• Saved data entries
* * *
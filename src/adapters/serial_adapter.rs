//! RS-232 transport for the multimeter.

use crate::adapters::Transport;
use crate::config::InstrumentSettings;
use crate::error::{AppResult, DaqError};
use async_trait::async_trait;
use std::time::Duration;
use tracing::debug;

#[cfg(feature = "instrument_serial")]
use serialport::SerialPort;
#[cfg(feature = "instrument_serial")]
use std::sync::Arc;
#[cfg(feature = "instrument_serial")]
use tokio::sync::Mutex;

/// Serial transport for RS-232 communication
///
/// This adapter wraps the serialport crate and provides async I/O
/// using Tokio's blocking task executor for synchronous serial operations.
#[derive(Clone)]
pub struct SerialTransport {
    /// Port name (e.g., "/dev/ttyUSB0", "COM6")
    port_name: String,

    /// Baud rate (e.g., 9600)
    baud_rate: u32,

    /// Overall response timeout
    timeout: Duration,

    /// Appended to every command (e.g., "\n")
    command_terminator: String,

    /// Byte ending every response (e.g., b'\r')
    response_terminator: u8,

    /// The actual serial port (behind Arc<Mutex> for async access)
    #[cfg(feature = "instrument_serial")]
    port: Option<Arc<Mutex<Box<dyn SerialPort>>>>,
}

impl SerialTransport {
    /// Create a serial transport with the Keithley defaults
    ///
    /// # Arguments
    /// * `port_name` - Serial port path (e.g., "/dev/ttyUSB0", "COM6")
    /// * `baud_rate` - Communication speed (e.g., 9600)
    pub fn new(port_name: impl Into<String>, baud_rate: u32) -> Self {
        Self {
            port_name: port_name.into(),
            baud_rate,
            timeout: Duration::from_secs(15),
            command_terminator: "\n".to_string(),
            response_terminator: b'\r',
            #[cfg(feature = "instrument_serial")]
            port: None,
        }
    }

    /// Build a transport from the `[instrument]` settings block.
    pub fn from_settings(settings: &InstrumentSettings) -> Self {
        let mut transport = Self::new(settings.port.clone(), settings.baud_rate);
        transport.timeout = Duration::from_millis(settings.timeout_ms);
        transport.command_terminator = settings.command_terminator.clone();
        transport.response_terminator = settings.response_terminator_byte();
        transport
    }
}

#[async_trait]
impl Transport for SerialTransport {
    fn name(&self) -> &str {
        &self.port_name
    }

    async fn open(&mut self) -> AppResult<()> {
        #[cfg(feature = "instrument_serial")]
        {
            if self.port.is_some() {
                return Ok(());
            }
            // Short internal timeout; the overall response timeout is enforced in read_response
            let port = serialport::new(&self.port_name, self.baud_rate)
                .timeout(Duration::from_millis(100))
                .open()
                .map_err(|e| {
                    DaqError::Connection(format!(
                        "Failed to open serial port '{}' at {} baud: {}",
                        self.port_name, self.baud_rate, e
                    ))
                })?;

            self.port = Some(Arc::new(Mutex::new(port)));
            debug!(
                "Serial port '{}' opened at {} baud",
                self.port_name, self.baud_rate
            );
            Ok(())
        }

        #[cfg(not(feature = "instrument_serial"))]
        {
            Err(DaqError::SerialFeatureDisabled)
        }
    }

    async fn send(&mut self, command: &str) -> AppResult<()> {
        #[cfg(feature = "instrument_serial")]
        {
            let port = self.port.as_ref().ok_or(DaqError::SerialPortNotConnected)?;

            let command_str = format!("{}{}", command, self.command_terminator);
            let port_clone = port.clone();

            // Execute blocking serial I/O on dedicated thread
            tokio::task::spawn_blocking(move || -> AppResult<()> {
                use std::io::Write;

                let mut port_guard = port_clone.blocking_lock();
                port_guard.write_all(command_str.as_bytes())?;
                port_guard.flush()?;
                Ok(())
            })
            .await
            .map_err(|e| DaqError::Connection(format!("Serial I/O task panicked: {}", e)))??;

            debug!("Sent serial command: {}", command.trim());
            Ok(())
        }

        #[cfg(not(feature = "instrument_serial"))]
        {
            let _ = command;
            Err(DaqError::SerialFeatureDisabled)
        }
    }

    async fn read_response(&mut self) -> AppResult<String> {
        #[cfg(feature = "instrument_serial")]
        {
            let port = self.port.as_ref().ok_or(DaqError::SerialPortNotConnected)?;

            let terminator = self.response_terminator;
            let timeout = self.timeout;
            let port_clone = port.clone();

            let response = tokio::task::spawn_blocking(move || -> AppResult<String> {
                use std::io::Read;

                let mut port_guard = port_clone.blocking_lock();
                let mut response: Vec<u8> = Vec::new();
                let mut buffer = [0u8; 1];
                let start = std::time::Instant::now();

                loop {
                    if start.elapsed() > timeout {
                        return Err(DaqError::SerialTimeout(timeout));
                    }

                    match port_guard.read(&mut buffer) {
                        Ok(1) => {
                            if buffer[0] == terminator {
                                break;
                            }
                            response.push(buffer[0]);
                        }
                        Ok(_) => {
                            // EOF - the device went away
                            return Err(DaqError::Connection(
                                "Unexpected EOF from serial port".to_string(),
                            ));
                        }
                        Err(e) if e.kind() == std::io::ErrorKind::TimedOut => {
                            // Port timeout is shorter than our overall timeout
                            continue;
                        }
                        Err(e) => return Err(DaqError::Io(e)),
                    }
                }

                Ok(String::from_utf8_lossy(&response).trim().to_string())
            })
            .await
            .map_err(|e| DaqError::Connection(format!("Serial I/O task panicked: {}", e)))??;

            debug!("Received serial response: {}", response);
            Ok(response)
        }

        #[cfg(not(feature = "instrument_serial"))]
        {
            Err(DaqError::SerialFeatureDisabled)
        }
    }

    async fn flush_input(&mut self) -> AppResult<()> {
        #[cfg(feature = "instrument_serial")]
        {
            let port = self.port.as_ref().ok_or(DaqError::SerialPortNotConnected)?;
            let port_guard = port.lock().await;
            port_guard
                .clear(serialport::ClearBuffer::Input)
                .map_err(|e| DaqError::Connection(format!("Failed to flush input: {}", e)))
        }

        #[cfg(not(feature = "instrument_serial"))]
        {
            Err(DaqError::SerialFeatureDisabled)
        }
    }

    async fn close(&mut self) -> AppResult<()> {
        #[cfg(feature = "instrument_serial")]
        {
            if self.port.take().is_some() {
                debug!("Serial port '{}' closed", self.port_name);
            }
        }
        Ok(())
    }

    fn is_open(&self) -> bool {
        #[cfg(feature = "instrument_serial")]
        {
            self.port.is_some()
        }

        #[cfg(not(feature = "instrument_serial"))]
        {
            false
        }
    }
}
* * *
• TASK BRIEF
Return, from the data, each line that has the word "AppResult" in it.

• SOLUTION TO THE EXERCISE
use crate::error::{AppResult, DaqError};
    async fn open(&mut self) -> AppResult<()> {
    async fn send(&mut self, command: &str) -> AppResult<()> {
            tokio::task::spawn_blocking(move || -> AppResult<()> {
    async fn read_response(&mut self) -> AppResult<String> {
            let response = tokio::task::spawn_blocking(move || -> AppResult<String> {
    async fn flush_input(&mut self) -> AppResult<()> {
    async fn close(&mut self) -> AppResult<()> {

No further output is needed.